Police found victims in and around 511 Walnut St., including one who was severely wounded and ended up at an ice cream shop steps from the building.

Witnesses said they heard volleys of gunfire, and one said that a woman was shot as she entered the bank building's lobby. There were people screaming "shooter! Run-leave!," in Fountain Square, a park that often hosts concerts, dancing, and food trucks.

Police did not say much about Perez. They cordoned off a 22-unit brick apartment building in a quiet working class subdivision, across the street from the Ohio River, as they searched Perez's apartment. Records indicate that Perez had lived at times in Florida and South Carolina.

His Cincinnati neighbors said they didn't know much about Perez, who they believed often worked from home and kept to himself. Neighbor Karen Rose said Perez's car recently broke down, leading him to take the bus; she said he seemed "standoffish" and often had ear buds in.

Cincinnati Mayor John Cranley, D, said in an interview with The Washington Post that the gunman appeared to be actively shooting at random inside the bank building when officers confronted him, and they "were able to kill him and stop the threat."

"This should never be a normalized thing. We have innocent people going to work and getting shot," Cranley said. "This is an epidemic of gun violence. These kinds of mass random things are similar to inner city violence that rip apart low-income communities, and both those and the ones we are seeing all across the country - in churches, in schools, in nightclubs - are so tragic. This is an American problem. We have to put human lives before ideology."

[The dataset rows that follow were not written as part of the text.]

//! Gene vector operators.
//!
//! Genes are real numbers in `[0, 1)`. Initialization and mutation both draw from that
//! range, and crossover only exchanges existing values, so every gene of every
//! individual stays in `[0, 1)` for the whole run of the genetic algorithm.
//!
//! [`differential_trial`] is not bounded: `a + f * (b - c)` may leave the unit interval.

use rand::Rng;

/// Draws `len` genes uniformly from `[0, 1)`.
pub fn random<R>(rng: &mut R, len: usize) -> Vec<f64>
where
    R: Rng + ?Sized,
{
    (0..len).map(|_| rng.random::<f64>()).collect()
}

/// Uniform crossover: swaps each gene position independently with probability `indpb`.
///
/// Returns the number of swapped positions.
pub fn uniform_crossover<R>(a: &mut [f64], b: &mut [f64], indpb: f64, rng: &mut R) -> usize
where
    R: Rng + ?Sized,
{
    let mut swapped = 0;
    for (x, y) in a.iter_mut().zip(b.iter_mut()) {
        if rng.random_bool(indpb) {
            std::mem::swap(x, y);
            swapped += 1;
        }
    }
    swapped
}

/// Uniform mutation: replaces each gene independently with probability `indpb` by a
/// fresh value from `[0, 1)`.
///
/// Returns the number of replaced genes.
pub fn mutate_uniform<R>(genes: &mut [f64], indpb: f64, rng: &mut R) -> usize
where
    R: Rng + ?Sized,
{
    let mut replaced = 0;
    for gene in genes {
        if rng.random_bool(indpb) {
            *gene = rng.random::<f64>();
            replaced += 1;
        }
    }
    replaced
}

/// Builds a differential evolution trial vector from `agent` and three donors.
///
/// One random position, plus every other position with probability `cr`, takes the
/// mutant value `a + f * (b - c)`; the remaining positions keep the agent's gene.
pub fn differential_trial<R>(
    agent: &[f64],
    [a, b, c]: [&[f64]; 3],
    cr: f64,
    f: f64,
    rng: &mut R,
) -> Vec<f64>
where
    R: Rng + ?Sized,
{
    if agent.is_empty() {
        return vec![];
    }
    let forced = rng.random_range(0..agent.len());
    agent
        .iter()
        .enumerate()
        .map(|(i, &gene)| {
            if i == forced || rng.random_bool(cr) {
                a[i] + f * (b[i] - c[i])
            } else {
                gene
            }
        })
        .collect()
}
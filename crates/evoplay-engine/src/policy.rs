//! Contract between a game session and the neural-network policy it plays with.

/// Maps an observation of a given game phase to an action vector.
///
/// Implementations may keep internal state between calls (for example recurrent
/// networks), which is why evaluation takes `&mut self`. A session reuses one policy
/// instance for every episode of a batch.
pub trait Policy {
    fn evaluate(&mut self, state: &[f64], phase: usize) -> Result<Vec<f64>, PolicyError>;
}

impl<P> Policy for &mut P
where
    P: Policy + ?Sized,
{
    fn evaluate(&mut self, state: &[f64], phase: usize) -> Result<Vec<f64>, PolicyError> {
        (**self).evaluate(state, phase)
    }
}

#[derive(Debug, Clone, PartialEq, Eq, derive_more::Display, derive_more::Error)]
pub enum PolicyError {
    #[display("engine reported phase {phase} but the policy has {phases} phase(s)")]
    UnknownPhase { phase: usize, phases: usize },
    #[display("phase {phase} expects {expected} inputs, engine sent {found}")]
    InputSize {
        phase: usize,
        expected: usize,
        found: usize,
    },
}
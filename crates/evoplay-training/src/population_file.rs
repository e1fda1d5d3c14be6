//! Saved populations.
//!
//! A saved population is `{"population": [[gene, ...], ...]}`. Loading only accepts a
//! file holding exactly the configured number of individuals; a mismatch is a
//! configuration error, not something to pad or truncate.

use std::{
    fs::File,
    io::{self, BufReader, BufWriter, Write as _},
    path::Path,
};

use serde::{Deserialize, Serialize};

use crate::genetic::Population;

#[derive(Debug, Clone, PartialEq, Serialize, Deserialize)]
pub struct PopulationFile {
    pub population: Vec<Vec<f64>>,
}

#[derive(Debug, derive_more::Display, derive_more::Error)]
pub enum PopulationFileError {
    #[display("failed to access population file {path}: {source}")]
    Io { path: String, source: io::Error },
    #[display("malformed population file {path}: {source}")]
    Json {
        path: String,
        source: serde_json::Error,
    },
    #[display("population file {path} holds {found} individual(s), expected {expected}")]
    SizeMismatch {
        path: String,
        expected: usize,
        found: usize,
    },
}

impl PopulationFile {
    #[must_use]
    pub fn from_population(population: &Population) -> Self {
        Self {
            population: population.genes(),
        }
    }

    pub fn save<P>(&self, path: P) -> Result<(), PopulationFileError>
    where
        P: AsRef<Path>,
    {
        let path = path.as_ref();
        let io_error = |source| PopulationFileError::Io {
            path: path.display().to_string(),
            source,
        };
        let mut writer = BufWriter::new(File::create(path).map_err(io_error)?);
        serde_json::to_writer(&mut writer, self).map_err(|source| PopulationFileError::Json {
            path: path.display().to_string(),
            source,
        })?;
        writer.flush().map_err(io_error)
    }

    pub fn open<P>(path: P) -> Result<Self, PopulationFileError>
    where
        P: AsRef<Path>,
    {
        let path = path.as_ref();
        let file = File::open(path).map_err(|source| PopulationFileError::Io {
            path: path.display().to_string(),
            source,
        })?;
        serde_json::from_reader(BufReader::new(file)).map_err(|source| PopulationFileError::Json {
            path: path.display().to_string(),
            source,
        })
    }

    /// Loads a population of exactly `pop_size` unevaluated individuals.
    pub fn load<P>(path: P, pop_size: usize) -> Result<Population, PopulationFileError>
    where
        P: AsRef<Path>,
    {
        let path = path.as_ref();
        let file = Self::open(path)?;
        if file.population.len() != pop_size {
            return Err(PopulationFileError::SizeMismatch {
                path: path.display().to_string(),
                expected: pop_size,
                found: file.population.len(),
            });
        }
        Ok(Population::from_genes(file.population))
    }
}
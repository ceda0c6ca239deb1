use serde::{Deserialize, Serialize};

#[derive(Deserialize, Serialize, Debug, Clone)]
pub struct Config {
    pub pokeapi: PokeApiConfig,
    pub sprites: SpriteConfig,
}

#[derive(Deserialize, Serialize, Debug, Clone)]
pub struct PokeApiConfig {
    pub api_url: String,
    pub timeout: u32,
}

#[derive(Deserialize, Serialize, Debug, Clone)]
pub struct SpriteConfig {
    /// Base path for constructing fallback sprite URLs as `<base><id>.png`
    /// when no sprite record was fetched for a form.
    pub image_base_url: String,
}
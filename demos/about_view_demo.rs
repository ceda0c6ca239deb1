// Example demonstrating the About view composition without a live API:
// canned props plus an in-memory form fetcher, rendered to JSON.

use std::collections::HashMap;

use pokedex_about::{
    AboutProps, AboutTab, AppError, FormFetcher, FormSprites, HeldItemVersion, NamedApiResource,
    PokemonAbility, PokemonForm, PokemonHeldItem, PokemonSpecies,
};

struct CannedFetcher {
    forms: HashMap<u32, PokemonForm>,
}

impl FormFetcher for CannedFetcher {
    async fn fetch_form(&self, id: u32) -> Result<PokemonForm, AppError> {
        self.forms
            .get(&id)
            .cloned()
            .ok_or_else(|| AppError::NetworkError(format!("no canned form with id {}", id)))
    }
}

fn resource(name: &str, url: &str) -> NamedApiResource {
    NamedApiResource {
        name: name.to_string(),
        url: url.to_string(),
    }
}

#[tokio::main]
async fn main() {
    let props = AboutProps {
        abilities: vec![
            PokemonAbility {
                is_hidden: false,
                slot: 1,
                ability: Some(resource("static", "https://pokeapi.co/api/v2/ability/9/")),
            },
            PokemonAbility {
                is_hidden: true,
                slot: 3,
                ability: Some(resource(
                    "lightning-rod",
                    "https://pokeapi.co/api/v2/ability/31/",
                )),
            },
        ],
        related_pokemon: Vec::new(),
        special_forms: vec![
            resource("pikachu", "https://pokeapi.co/api/v2/pokemon-form/25/"),
            resource(
                "pikachu-rock-star",
                "https://pokeapi.co/api/v2/pokemon-form/10080/",
            ),
        ],
        is_loading_related: false,
        species: Some(PokemonSpecies {
            generation: Some(resource(
                "generation-i",
                "https://pokeapi.co/api/v2/generation/1/",
            )),
        }),
        name: "pikachu".to_string(),
        held_items: vec![PokemonHeldItem {
            item: resource("light-ball", "https://pokeapi.co/api/v2/item/213/"),
            version_details: vec![HeldItemVersion {
                rarity: 50,
                version: resource("red", "https://pokeapi.co/api/v2/version/1/"),
            }],
        }],
    };

    let fetcher = CannedFetcher {
        forms: HashMap::from([(
            10080,
            PokemonForm {
                id: 10080,
                name: "pikachu-rock-star".to_string(),
                sprites: FormSprites {
                    front_default: Some(
                        "https://raw.githubusercontent.com/PokeAPI/sprites/master/sprites/pokemon/10080.png"
                            .to_string(),
                    ),
                },
            },
        )]),
    };

    let mut tab = AboutTab::new(
        props,
        "https://raw.githubusercontent.com/PokeAPI/sprites/master/sprites/pokemon/".to_string(),
    );

    if let Some(pass) = tab.start_sprite_load() {
        let result = pass.run(&fetcher).await;
        tab.finish_sprite_load(result);
    }

    let view = tab.render();
    match serde_json::to_string_pretty(&view) {
        Ok(json) => println!("{}", json),
        Err(e) => eprintln!("Failed to serialize view: {}", e),
    }
}
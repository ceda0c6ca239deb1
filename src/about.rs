// about.rs
// Render state and sprite loading for the "About" tab of a Pokemon detail
// page. The tab owns a name-keyed sprite mapping and a loading flag; both
// are reset whenever the special-form list changes.

use std::collections::HashMap;

use crate::client::FormFetcher;
use crate::pokemon::{
    NamedApiResource, PokemonAbility, PokemonForm, PokemonHeldItem, PokemonSpecies, RelatedPokemon,
};

/// Read-only inputs supplied by the parent detail view.
#[derive(Debug, Clone)]
pub struct AboutProps {
    pub abilities: Vec<PokemonAbility>,
    pub related_pokemon: Vec<RelatedPokemon>,
    pub special_forms: Vec<NamedApiResource>,
    pub is_loading_related: bool,
    pub species: Option<PokemonSpecies>,
    pub name: String,
    pub held_items: Vec<PokemonHeldItem>,
}

pub struct AboutTab {
    pub(crate) props: AboutProps,
    pub(crate) image_base_url: String,
    pub(crate) form_sprites: HashMap<String, PokemonForm>,
    pub(crate) loading_sprites: bool,
    pass_token: u64,
}

/// One sprite-loading pass over the special-form list. Holds the token of
/// the pass that created it; results from a pass whose token is no longer
/// current are discarded instead of overwriting newer state.
pub struct SpriteLoadPass {
    token: u64,
    forms: Vec<NamedApiResource>,
}

pub struct SpriteLoadResult {
    token: u64,
    sprites: HashMap<String, PokemonForm>,
}

impl AboutTab {
    pub fn new(props: AboutProps, image_base_url: String) -> Self {
        Self {
            props,
            image_base_url,
            form_sprites: HashMap::new(),
            loading_sprites: false,
            pass_token: 0,
        }
    }

    pub fn props(&self) -> &AboutProps {
        &self.props
    }

    pub fn is_loading_sprites(&self) -> bool {
        self.loading_sprites
    }

    /// Replaces the special-form list, discarding sprite state from the
    /// previous list. Callers should follow up with `start_sprite_load`.
    pub fn set_special_forms(&mut self, forms: Vec<NamedApiResource>) {
        self.props.special_forms = forms;
        self.form_sprites.clear();
        self.loading_sprites = false;
    }

    /// Begins a sprite-loading pass over the current special-form list.
    /// Returns `None` when the list has one entry or fewer; no fetch is
    /// attempted in that case and the forms section stays hidden. Starting
    /// a new pass invalidates any pass still in flight.
    pub fn start_sprite_load(&mut self) -> Option<SpriteLoadPass> {
        self.pass_token += 1;
        self.form_sprites.clear();

        if self.props.special_forms.len() <= 1 {
            self.loading_sprites = false;
            return None;
        }

        self.loading_sprites = true;
        Some(SpriteLoadPass {
            token: self.pass_token,
            forms: self.props.special_forms.clone(),
        })
    }

    /// Publishes the result of a completed pass. A result carrying a stale
    /// token is dropped so it cannot clobber a newer pass's state.
    pub fn finish_sprite_load(&mut self, result: SpriteLoadResult) {
        if result.token != self.pass_token {
            tracing::debug!(
                "Discarding stale sprite pass (token {}, current {})",
                result.token,
                self.pass_token
            );
            return;
        }

        self.form_sprites = result.sprites;
        self.loading_sprites = false;
    }
}

impl SpriteLoadPass {
    /// Fetches a sprite record per form, one at a time in input order. A
    /// failed fetch is logged with the form's name and skipped; the pass
    /// always runs to the end of the list.
    pub async fn run<F: FormFetcher>(self, fetcher: &F) -> SpriteLoadResult {
        let mut sprites = HashMap::new();

        for form in &self.forms {
            let Some(form_id) = form.trailing_id() else {
                tracing::warn!("No numeric id in form URL for {}: {}", form.name, form.url);
                continue;
            };

            match fetcher.fetch_form(form_id).await {
                Ok(form_data) => {
                    sprites.insert(form.name.clone(), form_data);
                }
                Err(e) => {
                    tracing::error!("Error loading form sprite for {}: {}", form.name, e);
                }
            }
        }

        SpriteLoadResult {
            token: self.token,
            sprites,
        }
    }
}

Richard Newcomer, 64, a construction supervisor who was doing a project at the bank, was killed there Thursday morning. Wes Cotter, a spokesman with Gilbane Building Co., said Newcomer was at the skyscraper to gather details for ongoing work when he was shot.

"It's such a tragedy," Cotter said. "There are no words to describe how we're feeling."

Police had not publicly identified the two others killed.

Hamilton County Prosecutor Joe Deters said the gunman had several hundred rounds of ammunition with him when he was killed. "This could have been a bloodbath beyond imagination," Deters said.

An official who spoke on the condition of anonymity because the investigation is just getting underway said police are investigating the gunman's mental health record.

One witness, Leonard Cain, told the Cincinnati Enquirer that he was going inside the bank when someone yelled that he shouldn't because of the shooting. He said a woman also was walking into the bank at the same time, but she had headphones on and apparently couldn't hear their warnings.

"She walked in the door and he shot her," Cain told the Enquirer.

Bank manager Greg Harshfield, who on the 29th floor of the building when the shooting began, said he heard multiple shots and saw police arrive almost immediately.

"We could see there was a large police presence that seemed to come quickly and could see them blocking Fountain Square," Harshfield told reporters. "We knew immediately something was wrong. We're of course rattled."

Television footage showed bodies being carried out on stretchers and police surrounding the area around the Fifth Third Center skyscraper, which is the bank's corporate headquarters. Three men and one woman were transported to the University of Cincinnati Medical Center, hospital officials said. One has died, two are in critical condition and one is in serious condition. Each had gunshot wounds, officials said.

Officials from the Bureau of Alcohol, Tobacco, Firearms and Explosives arrived on the scene to sweep the building, agency spokeswoman Suzanne Dabkowski said.

By lunchtime, the normally bustling area was quiet and the Red Cross was handing out water and snacks to displaced workers in the 90 degree heat.

The Cincinnati Reds announced that the team planned to have a moment of silence "in honor of the victims" before the national anthem at Thursday night's game against the San Diego Padres.

"It's heartbreaking," Cranley said. "This is not normal, and it shouldn't be viewed as normal. This is abnormal. No other industrialized country has this level of active multiple shooting on a regular basis. . . . I think there's something deeply sick at work here, and we as a country have got to deal with it."